--- Material supplied ---
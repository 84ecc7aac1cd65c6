//! Parse failures.
//!
//! Every builder in the parser returns a [`Status`]. A failure carries one of
//! five kinds plus the index of the token at which construction stopped.

use std::fmt;

use thiserror::Error;

/// Result of a parsing operation.
pub type Status<T = ()> = Result<T, ParseError>;

/// The category of a parse failure.
#[derive(Debug, Clone, Copy, PartialEq, Eq, Hash)]
pub enum ErrorKind {
    /// The operation read from input has no entry in the grammar.
    UnknownOperation,
    /// The input disagrees with the grammar's declared arity or operand kind.
    GrammarMismatch,
    /// Expression nesting exceeded the supplied bound.
    RecursionLimitExceeded,
    /// A reference names an identifier that is not declared yet.
    UndeclaredIdentifier,
    /// The reader could not produce a token where one was required.
    MalformedInput,
}

impl fmt::Display for ErrorKind {
    fn fmt(&self, f: &mut fmt::Formatter<'_>) -> fmt::Result {
        let name = match self {
            ErrorKind::UnknownOperation => "unknown operation",
            ErrorKind::GrammarMismatch => "grammar mismatch",
            ErrorKind::RecursionLimitExceeded => "recursion limit exceeded",
            ErrorKind::UndeclaredIdentifier => "undeclared identifier",
            ErrorKind::MalformedInput => "malformed input",
        };
        f.write_str(name)
    }
}

/// A typed parse failure.
#[derive(Debug, Clone, PartialEq, Eq, Error)]
pub enum ParseError {
    #[error("unknown operation `{name}` at token {position}")]
    UnknownOperation { name: String, position: usize },

    #[error("grammar mismatch in `{operation}` at token {position}: {message}")]
    GrammarMismatch {
        operation: String,
        position: usize,
        message: String,
    },

    #[error("recursion limit exceeded at token {position}")]
    RecursionLimitExceeded { position: usize },

    #[error("undeclared identifier `{name}` at token {position}")]
    UndeclaredIdentifier { name: String, position: usize },

    #[error("malformed input at token {position}: {message}")]
    MalformedInput { position: usize, message: String },
}

impl ParseError {
    pub fn unknown_operation(name: impl Into<String>, position: usize) -> Self {
        ParseError::UnknownOperation {
            name: name.into(),
            position,
        }
    }

    pub fn grammar_mismatch(
        operation: impl Into<String>,
        position: usize,
        message: impl Into<String>,
    ) -> Self {
        ParseError::GrammarMismatch {
            operation: operation.into(),
            position,
            message: message.into(),
        }
    }

    pub fn undeclared(name: impl Into<String>, position: usize) -> Self {
        ParseError::UndeclaredIdentifier {
            name: name.into(),
            position,
        }
    }

    pub fn malformed(position: usize, message: impl Into<String>) -> Self {
        ParseError::MalformedInput {
            position,
            message: message.into(),
        }
    }

    /// The category of this failure.
    pub fn kind(&self) -> ErrorKind {
        match self {
            ParseError::UnknownOperation { .. } => ErrorKind::UnknownOperation,
            ParseError::GrammarMismatch { .. } => ErrorKind::GrammarMismatch,
            ParseError::RecursionLimitExceeded { .. } => ErrorKind::RecursionLimitExceeded,
            ParseError::UndeclaredIdentifier { .. } => ErrorKind::UndeclaredIdentifier,
            ParseError::MalformedInput { .. } => ErrorKind::MalformedInput,
        }
    }

    /// Token index at which the failure was detected.
    pub fn position(&self) -> usize {
        match self {
            ParseError::UnknownOperation { position, .. }
            | ParseError::GrammarMismatch { position, .. }
            | ParseError::RecursionLimitExceeded { position }
            | ParseError::UndeclaredIdentifier { position, .. }
            | ParseError::MalformedInput { position, .. } => *position,
        }
    }
}

#[cfg(test)]
mod tests {
    use super::*;

    #[test]
    fn test_kind_matches_variant() {
        let err = ParseError::undeclared("x", 3);
        assert_eq!(err.kind(), ErrorKind::UndeclaredIdentifier);
        assert_eq!(err.position(), 3);

        let err = ParseError::RecursionLimitExceeded { position: 7 };
        assert_eq!(err.kind(), ErrorKind::RecursionLimitExceeded);
        assert_eq!(err.position(), 7);
    }

    #[test]
    fn test_messages_name_the_offender() {
        let err = ParseError::unknown_operation("Jump", 0);
        assert_eq!(err.to_string(), "unknown operation `Jump` at token 0");

        let err = ParseError::grammar_mismatch("Print", 4, "expected 1 operand");
        assert_eq!(
            err.to_string(),
            "grammar mismatch in `Print` at token 4: expected 1 operand"
        );
    }

    #[test]
    fn test_kind_display() {
        assert_eq!(ErrorKind::MalformedInput.to_string(), "malformed input");
    }
}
---
# [Required work]
The data above is to be restated line for line, word for word.

# [Response to this task]
repository 84ecc7aac1cd65c6
//! Parse failures.
//!
//! Every builder in the parser returns a [`Status`]. A failure carries one of
//! five kinds plus the index of the token at which construction stopped.

use std::fmt;

use thiserror::Error;

/// Result of a parsing operation.
pub type Status<T = ()> = Result<T, ParseError>;

/// The category of a parse failure.
#[derive(Debug, Clone, Copy, PartialEq, Eq, Hash)]
pub enum ErrorKind {
    /// The operation read from input has no entry in the grammar.
    UnknownOperation,
    /// The input disagrees with the grammar's declared arity or operand kind.
    GrammarMismatch,
    /// Expression nesting exceeded the supplied bound.
    RecursionLimitExceeded,
    /// A reference names an identifier that is not declared yet.
    UndeclaredIdentifier,
    /// The reader could not produce a token where one was required.
    MalformedInput,
}

impl fmt::Display for ErrorKind {
    fn fmt(&self, f: &mut fmt::Formatter<'_>) -> fmt::Result {
        let name = match self {
            ErrorKind::UnknownOperation => "unknown operation",
            ErrorKind::GrammarMismatch => "grammar mismatch",
            ErrorKind::RecursionLimitExceeded => "recursion limit exceeded",
            ErrorKind::UndeclaredIdentifier => "undeclared identifier",
            ErrorKind::MalformedInput => "malformed input",
        };
        f.write_str(name)
    }
}

/// A typed parse failure.
#[derive(Debug, Clone, PartialEq, Eq, Error)]
pub enum ParseError {
    #[error("unknown operation `{name}` at token {position}")]
    UnknownOperation { name: String, position: usize },

    #[error("grammar mismatch in `{operation}` at token {position}: {message}")]
    GrammarMismatch {
        operation: String,
        position: usize,
        message: String,
    },

    #[error("recursion limit exceeded at token {position}")]
    RecursionLimitExceeded { position: usize },

    #[error("undeclared identifier `{name}` at token {position}")]
    UndeclaredIdentifier { name: String, position: usize },

    #[error("malformed input at token {position}: {message}")]
    MalformedInput { position: usize, message: String },
}

impl ParseError {
    pub fn unknown_operation(name: impl Into<String>, position: usize) -> Self {
        ParseError::UnknownOperation {
            name: name.into(),
            position,
        }
    }

    pub fn grammar_mismatch(
        operation: impl Into<String>,
        position: usize,
        message: impl Into<String>,
    ) -> Self {
        ParseError::GrammarMismatch {
            operation: operation.into(),
            position,
            message: message.into(),
        }
    }

    pub fn undeclared(name: impl Into<String>, position: usize) -> Self {
        ParseError::UndeclaredIdentifier {
            name: name.into(),
            position,
        }
    }

    pub fn malformed(position: usize, message: impl Into<String>) -> Self {
        ParseError::MalformedInput {
            position,
            message: message.into(),
        }
    }

    /// The category of this failure.
    pub fn kind(&self) -> ErrorKind {
        match self {
            ParseError::UnknownOperation { .. } => ErrorKind::UnknownOperation,
            ParseError::GrammarMismatch { .. } => ErrorKind::GrammarMismatch,
            ParseError::RecursionLimitExceeded { .. } => ErrorKind::RecursionLimitExceeded,
            ParseError::UndeclaredIdentifier { .. } => ErrorKind::UndeclaredIdentifier,
            ParseError::MalformedInput { .. } => ErrorKind::MalformedInput,
        }
    }

    /// Token index at which the failure was detected.
    pub fn position(&self) -> usize {
        match self {
            ParseError::UnknownOperation { position, .. }
            | ParseError::GrammarMismatch { position, .. }
            | ParseError::RecursionLimitExceeded { position }
            | ParseError::UndeclaredIdentifier { position, .. }
            | ParseError::MalformedInput { position, .. } => *position,
        }
    }
}

#[cfg(test)]
mod tests {
    use super::*;

    #[test]
    fn test_kind_matches_variant() {
        let err = ParseError::undeclared("x", 3);
        assert_eq!(err.kind(), ErrorKind::UndeclaredIdentifier);
        assert_eq!(err.position(), 3);

        let err = ParseError::RecursionLimitExceeded { position: 7 };
        assert_eq!(err.kind(), ErrorKind::RecursionLimitExceeded);
        assert_eq!(err.position(), 7);
    }

    #[test]
    fn test_messages_name_the_offender() {
        let err = ParseError::unknown_operation("Jump", 0);
        assert_eq!(err.to_string(), "unknown operation `Jump` at token 0");

        let err = ParseError::grammar_mismatch("Print", 4, "expected 1 operand");
        assert_eq!(
            err.to_string(),
            "grammar mismatch in `Print` at token 4: expected 1 operand"
        );
    }

    #[test]
    fn test_kind_display() {
        assert_eq!(ErrorKind::MalformedInput.to_string(), "malformed input");
    }
}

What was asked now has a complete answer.